A father told a UNICEF team, “if we get sick we can get treated – but without water we will die.”
Around 700,000 people in Damascus, most living in elevated areas, have not had any water for more than three weeks due to a reduced volume of water coming from underground wells. Since water from the mains was cut on 22 December 2016 the wells are the only source for millions of people.
Severe water shortages are putting additional strain on families already suffering from long power cuts and a lack of gas and heating oil in the midst of a bitter cold weather.
A UNICEF-supported water truck delivers water to a school in the Al-Midan neighborhood of the capital Damascus. UNICEF has already provided generator sets and is delivering 15,000 litres of fuel daily to increase water pumping capacity, as well as trucking water to 90 priority schools around Damascus.
UNICEF emergency response
As part of its wider water, hygiene and sanitation response in Damascus, UNICEF has already rehabilitated and equipped 120 underground water wells in and around Damascus, which cover up to one-third of the daily water needs in the city. These water wells are currently in full operation to respond to the ongoing severe water shortages.

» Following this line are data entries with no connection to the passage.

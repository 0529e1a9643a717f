pub mod config;
pub mod format;
pub mod fragments;
pub mod manifest;
pub mod model;
pub mod resolve;
pub mod script;
use std::path::PathBuf;

use anyhow::Result;
use clap::{Args, CommandFactory, Parser, Subcommand};
use psmodgen_core::config::load_config;
use psmodgen_core::manifest::assemble_manifest;
use psmodgen_core::model::load_model;
use psmodgen_core::script::{generate_scripts, inspect_model};

#[derive(Debug, Parser)]
#[command(
    name = "psmodgen",
    version,
    about = "Generates PowerShell proxy cmdlet scripts and a module manifest from a cmdlet variant model"
)]
struct Cli {
    #[command(subcommand)]
    command: Option<Commands>,
}

#[derive(Debug, Subcommand)]
enum Commands {
    #[command(about = "Generate one proxy cmdlet script per logical operation")]
    Generate(GenerateArgs),
    #[command(about = "Assemble the module manifest (.psd1) over generated scripts")]
    Manifest(ManifestArgs),
    #[command(about = "Resolve the model without writing anything and report per-group details")]
    Inspect(InspectArgs),
}

#[derive(Debug, Args)]
struct GenerateArgs {
    #[arg(long, value_name = "PATH", help = "Cmdlet variant model (JSON)")]
    model: PathBuf,
    #[arg(long, value_name = "DIR", help = "Output folder for generated scripts")]
    exports: PathBuf,
    #[arg(long, help = "Print the report as JSON")]
    json: bool,
}

#[derive(Debug, Args)]
struct ManifestArgs {
    #[arg(long, value_name = "DIR", help = "Folder of generated proxy scripts")]
    exports: PathBuf,
    #[arg(long, value_name = "DIR", help = "Folder of custom extension files")]
    custom: PathBuf,
    #[arg(long, value_name = "PATH", help = "Manifest file to write (GUID preserved if present)")]
    psd1: PathBuf,
    #[arg(long, value_name = "PATH", help = "Module metadata TOML (defaults to psmodgen.toml)")]
    config: Option<PathBuf>,
    #[arg(long, help = "Print the report as JSON")]
    json: bool,
}

#[derive(Debug, Args)]
struct InspectArgs {
    #[arg(long, value_name = "PATH", help = "Cmdlet variant model (JSON)")]
    model: PathBuf,
    #[arg(long, help = "Print the report as JSON")]
    json: bool,
}

fn main() -> Result<()> {
    dotenvy::dotenv().ok();
    let cli = Cli::parse();

    match cli.command {
        Some(Commands::Generate(args)) => run_generate(args),
        Some(Commands::Manifest(args)) => run_manifest(args),
        Some(Commands::Inspect(args)) => run_inspect(args),
        None => {
            let mut command = Cli::command();
            command.print_help()?;
            println!();
            Ok(())
        }
    }
}

fn run_generate(args: GenerateArgs) -> Result<()> {
    let model = load_model(&args.model)?;
    let report = generate_scripts(&model, &args.exports)?;

    if args.json {
        println!("{}", serde_json::to_string_pretty(&report)?);
        return Ok(());
    }
    println!("exports: {}", normalize_path(&args.exports));
    println!("generated: {}", report.generated);
    for script in &report.scripts {
        println!("  - {script}");
    }
    if !report.failures.is_empty() {
        println!("failures: {}", report.failures.len());
        for failure in &report.failures {
            println!("  - {failure}");
        }
    }
    Ok(())
}

fn run_manifest(args: ManifestArgs) -> Result<()> {
    let config_path = args
        .config
        .unwrap_or_else(|| PathBuf::from("psmodgen.toml"));
    let config = load_config(&config_path)?;
    let report = assemble_manifest(&args.exports, &args.custom, &args.psd1, &config)?;

    if args.json {
        println!("{}", serde_json::to_string_pretty(&report)?);
        return Ok(());
    }
    println!("psd1: {}", report.psd1_path);
    println!("guid: {} ({})", report.guid, if report.reused_guid { "reused" } else { "fresh" });
    println!("cmdlets: {}", report.cmdlets.len());
    println!("aliases: {}", report.aliases.len());
    println!("format_files: {}", report.format_files.len());
    for file in &report.format_files {
        println!("  - {file}");
    }
    Ok(())
}

fn run_inspect(args: InspectArgs) -> Result<()> {
    let model = load_model(&args.model)?;
    let report = inspect_model(&model);

    if args.json {
        println!("{}", serde_json::to_string_pretty(&report)?);
        return Ok(());
    }
    println!("groups: {}", report.total_groups);
    println!("failed: {}", report.failed_groups);
    for group in &report.groups {
        println!();
        println!("cmdlet: {}", group.cmdlet_name);
        println!("  variants: {}", group.variants);
        if !group.parameter_sets.is_empty() {
            println!("  parameter_sets: {}", group.parameter_sets.join(", "));
        }
        if !group.parameters.is_empty() {
            println!("  parameters: {}", group.parameters.join(", "));
        }
        if !group.shared_parameters.is_empty() {
            println!("  shared: {}", group.shared_parameters.join(", "));
        }
        println!(
            "  default_parameter_set: {}",
            group.default_parameter_set.as_deref().unwrap_or("<none>")
        );
        if let Some(failure) = &group.failure {
            println!("  failure: {failure}");
        }
    }
    Ok(())
}

fn normalize_path(path: &std::path::Path) -> String {
    path.to_string_lossy().replace('\\', "/")
}
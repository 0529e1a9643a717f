//! Variant grouping and parameter-set resolution.
//!
//! Reconciles the N cmdlet variants of one logical operation into a
//! single declared parameter surface plus the runtime dispatch table
//! the generated `begin` block keys on. Everything here is resolved
//! once per generation run; emission reads the result verbatim.

use std::collections::BTreeSet;

use anyhow::{Result, bail};

use crate::model::{ALL_PARAMETER_SETS, NO_PARAMETERS, Parameter, VariantGroup};

/// One appearance of a named parameter inside one variant.
#[derive(Debug, Clone)]
pub struct ParameterOccurrence {
    pub variant_name: String,
    pub parameter: Parameter,
}

/// All occurrences of one parameter name across a group's variants.
/// The proxy declares this once, no matter how many variants carry it.
#[derive(Debug, Clone)]
pub struct ParameterGroup {
    pub name: String,
    pub type_name: String,
    pub occurrences: Vec<ParameterOccurrence>,
    /// Present in every variant of the group. Such parameters need no
    /// `ParameterSetName` discrimination: the binding is unambiguous
    /// regardless of which branch is taken.
    pub all_variants: bool,
    pub aliases: Vec<String>,
    pub validate_not_null: bool,
    pub has_argument_completer: bool,
    pub help_message: Option<String>,
}

/// The per-operation resolution result every fragment emitter reads.
#[derive(Debug, Clone)]
pub struct ResolvedGroup {
    pub cmdlet_name: String,
    /// First-appearance order across variants in model order; stable
    /// across regenerations so generated diffs stay minimal.
    pub parameter_groups: Vec<ParameterGroup>,
    /// Variant name to `PrivateModule\PrivateCmdlet`, exhaustive and
    /// duplicate-free, in model order.
    pub dispatch: Vec<(String, String)>,
    pub multiple_variants: bool,
    /// Validated default set, kept only when it names an actual
    /// variant of a multi-variant group.
    pub default_parameter_set: Option<String>,
}

pub fn resolve_group(group: &VariantGroup) -> Result<ResolvedGroup> {
    let cmdlet_name = group.cmdlet_name();
    if group.variants.is_empty() {
        bail!("{cmdlet_name}: variant group has no variants");
    }

    let mut seen_variants = BTreeSet::new();
    let mut dispatch = Vec::with_capacity(group.variants.len());
    for variant in &group.variants {
        if !seen_variants.insert(variant.variant_name.as_str()) {
            bail!(
                "{cmdlet_name}: duplicate variant name `{}` in dispatch mapping",
                variant.variant_name
            );
        }
        dispatch.push((
            variant.variant_name.clone(),
            format!(
                "{}\\{}",
                variant.private_module_name, variant.private_cmdlet_name
            ),
        ));
    }

    let mut parameter_groups: Vec<ParameterGroup> = Vec::new();
    for variant in &group.variants {
        for parameter in &variant.parameters {
            let occurrence = ParameterOccurrence {
                variant_name: variant.variant_name.clone(),
                parameter: parameter.clone(),
            };
            match parameter_groups
                .iter_mut()
                .find(|existing| existing.name == parameter.name)
            {
                Some(existing) => {
                    if existing.type_name != parameter.type_name {
                        bail!(
                            "{cmdlet_name}: parameter `{}` declared as `{}` in variant `{}` but as `{}` elsewhere",
                            parameter.name,
                            parameter.type_name,
                            variant.variant_name,
                            existing.type_name
                        );
                    }
                    for alias in &parameter.aliases {
                        if !existing.aliases.contains(alias) {
                            existing.aliases.push(alias.clone());
                        }
                    }
                    existing.validate_not_null |= parameter.validate_not_null;
                    existing.has_argument_completer |= parameter.has_argument_completer;
                    if existing.help_message.is_none()
                        && parameter.help_message.as_deref().is_some_and(|m| !m.is_empty())
                    {
                        existing.help_message = parameter.help_message.clone();
                    }
                    existing.occurrences.push(occurrence);
                }
                None => parameter_groups.push(ParameterGroup {
                    name: parameter.name.clone(),
                    type_name: parameter.type_name.clone(),
                    aliases: parameter.aliases.clone(),
                    validate_not_null: parameter.validate_not_null,
                    has_argument_completer: parameter.has_argument_completer,
                    help_message: parameter
                        .help_message
                        .clone()
                        .filter(|m| !m.is_empty()),
                    occurrences: vec![occurrence],
                    all_variants: false,
                }),
            }
        }
    }

    let variant_count = group.variants.len();
    for parameter_group in &mut parameter_groups {
        let owners = parameter_group
            .occurrences
            .iter()
            .map(|occurrence| occurrence.variant_name.as_str())
            .collect::<BTreeSet<_>>();
        parameter_group.all_variants = owners.len() == variant_count;
    }

    let multiple_variants = variant_count > 1;
    let default_parameter_set = group
        .default_parameter_set_name
        .as_deref()
        .filter(|name| {
            multiple_variants
                && !name.is_empty()
                && *name != NO_PARAMETERS
                && *name != ALL_PARAMETER_SETS
                && seen_variants.contains(name)
        })
        .map(ToString::to_string);

    Ok(ResolvedGroup {
        cmdlet_name,
        parameter_groups,
        dispatch,
        multiple_variants,
        default_parameter_set,
    })
}
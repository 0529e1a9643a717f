//! Proxy script assembly and the per-run generation driver.

use std::fs;
use std::path::Path;

use anyhow::{Context, Result};
use serde::Serialize;

use crate::fragments::{
    alias_attribute, argument_completer_attribute, begin_block, cmdlet_binding_attribute,
    end_block, help_comment, output_type_attribute, parameter_attributes, parameter_help_comment,
    parameter_name, parameter_type_attribute, process_block, validate_not_null_attribute,
};
use crate::model::{CmdletModel, VariantGroup};
use crate::resolve::resolve_group;

/// One fully rendered proxy cmdlet script.
#[derive(Debug, Clone)]
pub struct ProxyScript {
    pub cmdlet_name: String,
    pub file_name: String,
    pub aliases: Vec<String>,
    pub content: String,
}

#[derive(Debug, Clone, Serialize)]
pub struct GenerateReport {
    pub generated: usize,
    pub scripts: Vec<String>,
    pub failures: Vec<String>,
}

/// Render the complete proxy script for one variant group.
///
/// Fragment order is fixed: help comment, function header, OutputType,
/// CmdletBinding, cmdlet aliases, `param(...)`, then the
/// begin/process/end forwarding blocks.
pub fn build_proxy_script(group: &VariantGroup) -> Result<ProxyScript> {
    let resolved = resolve_group(group)?;
    let cmdlet_name = resolved.cmdlet_name.clone();

    let mut content = String::new();
    content.push_str(&help_comment(group));
    content.push_str(&format!("function {cmdlet_name} {{\n"));
    content.push_str(&output_type_attribute(&group.output_types));
    content.push_str(&cmdlet_binding_attribute(&resolved, group.supports_should_process));
    content.push_str(&alias_attribute(&group.aliases, false));

    if resolved.parameter_groups.is_empty() {
        content.push_str("param()\n");
    } else {
        content.push_str("param(\n");
        let last_index = resolved.parameter_groups.len() - 1;
        for (index, parameter_group) in resolved.parameter_groups.iter().enumerate() {
            content.push_str(&parameter_help_comment(
                parameter_group.help_message.as_deref(),
            ));
            content.push_str(&parameter_attributes(
                parameter_group,
                resolved.multiple_variants,
            ));
            content.push_str(&alias_attribute(&parameter_group.aliases, true));
            content.push_str(&validate_not_null_attribute(
                parameter_group.validate_not_null,
            ));
            content.push_str(&argument_completer_attribute(parameter_group));
            content.push_str(&parameter_type_attribute(&parameter_group.type_name));
            content.push_str(&parameter_name(&parameter_group.name, index == last_index));
        }
        content.push_str(")\n");
    }

    content.push('\n');
    content.push_str(&begin_block(&resolved));
    content.push_str(&process_block());
    content.push_str(&end_block());
    content.push_str("}\n");

    Ok(ProxyScript {
        file_name: format!("{cmdlet_name}.ps1"),
        cmdlet_name,
        aliases: group.aliases.clone(),
        content,
    })
}

/// Generate one `.ps1` file per logical operation into `exports_dir`.
///
/// A group that fails resolution is recorded and skipped; the other
/// groups still generate, and nothing partial is written for the
/// failed one.
pub fn generate_scripts(model: &CmdletModel, exports_dir: &Path) -> Result<GenerateReport> {
    fs::create_dir_all(exports_dir)
        .with_context(|| format!("failed to create {}", exports_dir.display()))?;

    let mut scripts = Vec::new();
    let mut failures = Vec::new();
    for group in &model.groups {
        match build_proxy_script(group) {
            Ok(script) => {
                let path = exports_dir.join(&script.file_name);
                fs::write(&path, &script.content)
                    .with_context(|| format!("failed to write {}", path.display()))?;
                scripts.push(script.cmdlet_name);
            }
            Err(error) => failures.push(format!("{error:#}")),
        }
    }

    Ok(GenerateReport {
        generated: scripts.len(),
        scripts,
        failures,
    })
}

#[derive(Debug, Clone, Serialize)]
pub struct GroupSummary {
    pub cmdlet_name: String,
    pub variants: usize,
    pub parameter_sets: Vec<String>,
    pub parameters: Vec<String>,
    pub shared_parameters: Vec<String>,
    pub default_parameter_set: Option<String>,
    pub failure: Option<String>,
}

#[derive(Debug, Clone, Serialize)]
pub struct InspectReport {
    pub groups: Vec<GroupSummary>,
    pub total_groups: usize,
    pub failed_groups: usize,
}

/// Resolve every group without emitting anything, for diagnostics.
pub fn inspect_model(model: &CmdletModel) -> InspectReport {
    let mut groups = Vec::new();
    let mut failed_groups = 0usize;
    for group in &model.groups {
        match resolve_group(group) {
            Ok(resolved) => groups.push(GroupSummary {
                cmdlet_name: resolved.cmdlet_name,
                variants: group.variants.len(),
                parameter_sets: resolved
                    .dispatch
                    .iter()
                    .map(|(variant_name, _)| variant_name.clone())
                    .collect(),
                parameters: resolved
                    .parameter_groups
                    .iter()
                    .map(|parameter_group| parameter_group.name.clone())
                    .collect(),
                shared_parameters: resolved
                    .parameter_groups
                    .iter()
                    .filter(|parameter_group| parameter_group.all_variants)
                    .map(|parameter_group| parameter_group.name.clone())
                    .collect(),
                default_parameter_set: resolved.default_parameter_set,
                failure: None,
            }),
            Err(error) => {
                failed_groups += 1;
                groups.push(GroupSummary {
                    cmdlet_name: group.cmdlet_name(),
                    variants: group.variants.len(),
                    parameter_sets: Vec::new(),
                    parameters: Vec::new(),
                    shared_parameters: Vec::new(),
                    default_parameter_set: None,
                    failure: Some(format!("{error:#}")),
                });
            }
        }
    }
    InspectReport {
        total_groups: groups.len(),
        failed_groups,
        groups,
    }
}
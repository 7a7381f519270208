//! Error types and Result alias for the live-update client

use thiserror::Error;

/// Main error type for the signage live-update client
#[derive(Error, Debug)]
pub enum Error {
    #[error("Transport error: {0}")]
    Transport(String),

    #[error("Event stream returned HTTP {0}")]
    HttpStatus(u16),

    #[error("Authentication failed: {0}")]
    AuthenticationError(String),

    #[error("Unexpected content type: {0}")]
    InvalidContentType(String),

    #[error("Event stream closed by server")]
    StreamClosed,

    #[error("Invalid data: {0}")]
    InvalidData(String),

    #[error("Invalid frame: {0}")]
    InvalidFrame(String),

    #[error("Invalid configuration: {0}")]
    Config(String),

    /// A consumer asked for the shared live connection outside the scope
    /// that provides it.
    #[error("Live connection context is not available")]
    ContextUnavailable,

    #[error("Async runtime unavailable: {0}")]
    Runtime(String),
}

impl Error {
    /// Whether the fault belongs to the connection itself (and should drive
    /// the reconnect loop) rather than to a single frame.
    pub fn is_transport_fault(&self) -> bool {
        matches!(
            self,
            Error::Transport(_)
                | Error::HttpStatus(_)
                | Error::AuthenticationError(_)
                | Error::InvalidContentType(_)
                | Error::StreamClosed
        )
    }
}

/// Result type alias using our Error
pub type Result<T> = std::result::Result<T, Error>;

impl From<reqwest::Error> for Error {
    fn from(err: reqwest::Error) -> Self {
        Error::Transport(err.to_string())
    }
}

impl From<serde_json::Error> for Error {
    fn from(err: serde_json::Error) -> Self {
        Error::InvalidData(err.to_string())
    }
}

UNICEF is supporting water wells and pumping stations with fuel, spare parts and repairs to increase water production and pumping to a maximum of 200,000 cubic metres per day to reach up to 3.5 million people with drinking water.
In order to ensure a suitable learning environment for children, UNICEF started emergency water trucking to 90 priority schools in Damascus, benefitting more than 90,000 school children.
UNICEF is standing ready to support repair work of the damaged water source and network as soon as access is granted to ease the suffering of children and their families.